A contrite Richard Heene, whose plan for fame went awry after he and his wife falsely reported that their son was drifting over eastern Colorado in a balloon, apologized Wednesday to a judge.

“I’m very, very sorry. And I want to apologize to all the rescue workers out there and the people who got involved in the community. That’s it,” Heene said quietly at his sentencing.

His wife, Mayumi, sat quietly and declined to speak.

Larimer County Judge Stephen Schapanski, who chose to adhere to a plea agreement, sentenced Richard Heene to 90 days in custody, to begin January 11. Heene can spend the last 60 days of the sentence in a work release program but must return to the jail at night, the judge said.

Heene will be on probation for four years and must complete 100 hours of community service each year during that period.

Mayumi Heene was sentenced to 20 days in jail — less than the 60 days sought by prosecutors. The judge said her term would begin after her husband’s jail sentence ends, so at least one of them can be with their children during that time.

She was given the option of serving her time over 10 weekends. She also received four years’ probation and must perform 120 hours of community service.

The couple also must pay restitution, but no exact amount was announced in court. The judge ordered that they not benefit financially from the incident.

Prosecutor Andrew Lewis outlined for the court episodes that demonstrate the extensive planning he said occurred before the October 15 balloon flight, which was aimed at generating publicity for the couple, who sought a reality TV show.

“One of those episodes had to do with filling up a weather balloon with helium that looked like a flying saucer and making it move through electric charges,” Lewis said. The episodes were discovered when authorities searched the Heenes’ home.

Lewis said that a few weeks before the incident, the Heenes were told that no one was showing interest in their program proposal. He added that the couple was having trouble paying their bills.

Once the balloon was aloft, Richard Heene called the Federal Aviation Administration twice and a television station, Lewis said. Heene told everyone that his 6-year-old son, Falcon, was aboard the balloon.

Multiple agencies, among them the National Guard, sheriff’s and fire departments, and the U.S. Forest Service, swarmed over the area to track the balloon.

The Larimer County Sheriff’s Department tallied the cost, including the hours spent on the investigation, to be at least $47,000. In addition, the FAA plans to impose an $11,000 fine.

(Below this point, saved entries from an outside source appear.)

use serde_json::Value;
use thiserror::Error;

#[derive(Debug, Error)]
pub enum FlattenError {
    #[error("prescription summary is not a JSON object")]
    NotAnObject,
    #[error("medicine entry {0} is not a JSON object")]
    MalformedMedicine(usize),
    #[error("medicine entry {0} has no name")]
    UnnamedMedicine(usize),
}

/// Flatten a prescription-summary record into prompt context.
///
/// Accepts either the record itself or the record wrapped one level under a
/// `summary` key; the wrapper is checked first. Returns the multi-line
/// context block and one short source string per medicine, in record order.
/// Fields that are null, missing, or empty produce no line. An empty record
/// yields an empty string and no sources.
pub fn flatten_prescription(prescription: &Value) -> Result<(String, Vec<String>), FlattenError> {
    let data = prescription.get("summary").unwrap_or(prescription);
    let data = data.as_object().ok_or(FlattenError::NotAnObject)?;

    let mut lines: Vec<String> = Vec::new();
    let mut sources: Vec<String> = Vec::new();

    if let Some(patient) = text_field(data, "patient_name") {
        lines.push(format!("Patient: {patient}"));
    }
    if let Some(diagnosis) = text_field(data, "diagnosis_or_complaints") {
        lines.push(format!("Diagnosis/Complaints: {diagnosis}"));
    }

    let medicines = data
        .get("medicines")
        .and_then(Value::as_array)
        .map(Vec::as_slice)
        .unwrap_or_default();
    if !medicines.is_empty() {
        lines.push("Medicines:".to_string());
        for (i, medicine) in medicines.iter().enumerate() {
            let medicine = medicine
                .as_object()
                .ok_or(FlattenError::MalformedMedicine(i))?;
            let name = text_field(medicine, "name").ok_or(FlattenError::UnnamedMedicine(i))?;

            let mut snippet = name.to_string();
            let detail: Vec<&str> = ["dosage", "frequency", "duration"]
                .iter()
                .filter_map(|key| text_field(medicine, key))
                .collect();
            if !detail.is_empty() {
                snippet.push_str(&format!(" ({})", detail.join(", ")));
            }
            if let Some(instructions) = text_field(medicine, "instructions") {
                snippet.push_str(&format!(" — {instructions}"));
            }

            lines.push(format!("- {snippet}"));
            sources.push(snippet);
        }
    }

    if let Some(tests) = text_field(data, "tests_or_followup") {
        lines.push(format!("Tests/Follow-up: {tests}"));
    }
    if let Some(red) = text_field(data, "red_flags") {
        lines.push(format!("Red flags: {red}"));
    }
    if let Some(advice) = text_field(data, "generic_advice") {
        lines.push(format!("Advice: {advice}"));
    }

    Ok((lines.join("\n"), sources))
}

fn text_field<'a>(map: &'a serde_json::Map<String, Value>, key: &str) -> Option<&'a str> {
    map.get(key)
        .and_then(Value::as_str)
        .filter(|s| !s.is_empty())
}

#[cfg(test)]
mod tests {
    use super::*;
    use serde_json::json;

    #[test]
    fn flattens_full_record() {
        let record = json!({
            "patient_name": "R. Sharma",
            "diagnosis_or_complaints": "Fever with body ache",
            "medicines": [
                {"name": "Dolo 650", "dosage": "650 mg", "frequency": "morning and night",
                 "duration": "3 days", "instructions": "after food"},
                {"name": "ORS Powder", "dosage": null, "frequency": null,
                 "duration": null, "instructions": null}
            ],
            "tests_or_followup": "Review after 3 days",
            "red_flags": "Fever above 39C",
            "generic_advice": "Hydrate well",
            "disclaimer": "Informational only."
        });

        let (text, sources) = flatten_prescription(&record).unwrap();
        assert_eq!(
            text,
            "Patient: R. Sharma\n\
             Diagnosis/Complaints: Fever with body ache\n\
             Medicines:\n\
             - Dolo 650 (650 mg, morning and night, 3 days) — after food\n\
             - ORS Powder\n\
             Tests/Follow-up: Review after 3 days\n\
             Red flags: Fever above 39C\n\
             Advice: Hydrate well"
        );
        assert_eq!(
            sources,
            vec![
                "Dolo 650 (650 mg, morning and night, 3 days) — after food",
                "ORS Powder",
            ]
        );
    }

    #[test]
    fn unwraps_summary_key() {
        let wrapped = json!({
            "summary": {
                "medicines": [
                    {"name": "Omez 20", "dosage": "20 mg", "frequency": null,
                     "duration": null, "instructions": "before food"}
                ]
            }
        });

        let (text, sources) = flatten_prescription(&wrapped).unwrap();
        assert!(text.contains("- Omez 20 (20 mg) — before food"));
        assert_eq!(sources, vec!["Omez 20 (20 mg) — before food"]);
    }

    #[test]
    fn empty_record_yields_empty_context() {
        let (text, sources) = flatten_prescription(&json!({})).unwrap();
        assert_eq!(text, "");
        assert!(sources.is_empty());
    }

    #[test]
    fn flattening_is_idempotent() {
        let record = json!({
            "diagnosis_or_complaints": "GERD",
            "medicines": [{"name": "Omez 20", "dosage": "20 mg"}]
        });
        let first = flatten_prescription(&record).unwrap();
        let second = flatten_prescription(&record).unwrap();
        assert_eq!(first, second);
    }

    #[test]
    fn rejects_non_object_input() {
        let err = flatten_prescription(&json!(["not", "a", "record"])).unwrap_err();
        assert!(matches!(err, FlattenError::NotAnObject));
    }

    #[test]
    fn rejects_medicine_without_name() {
        let record = json!({"medicines": [{"dosage": "10 mg"}]});
        let err = flatten_prescription(&record).unwrap_err();
        assert!(matches!(err, FlattenError::UnnamedMedicine(0)));
    }
}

According to the judge, traffic at Denver International Airport was delayed during the incident. The balloon landed about 15 miles east of there, Schapanski said. The child was not found on the balloon; he came out of hiding at his parents’ home several hours later.

Meanwhile, TV viewers were “transfixed” by the saga, he said. “This clearly was a planned event.”

“In summary, what this case is about is deception — exploitation of the children of the Heenes, exploitation of the media, exploitation of the emotions of the people — and it’s about money. This was all done for the purpose of making money,” Schapanski said.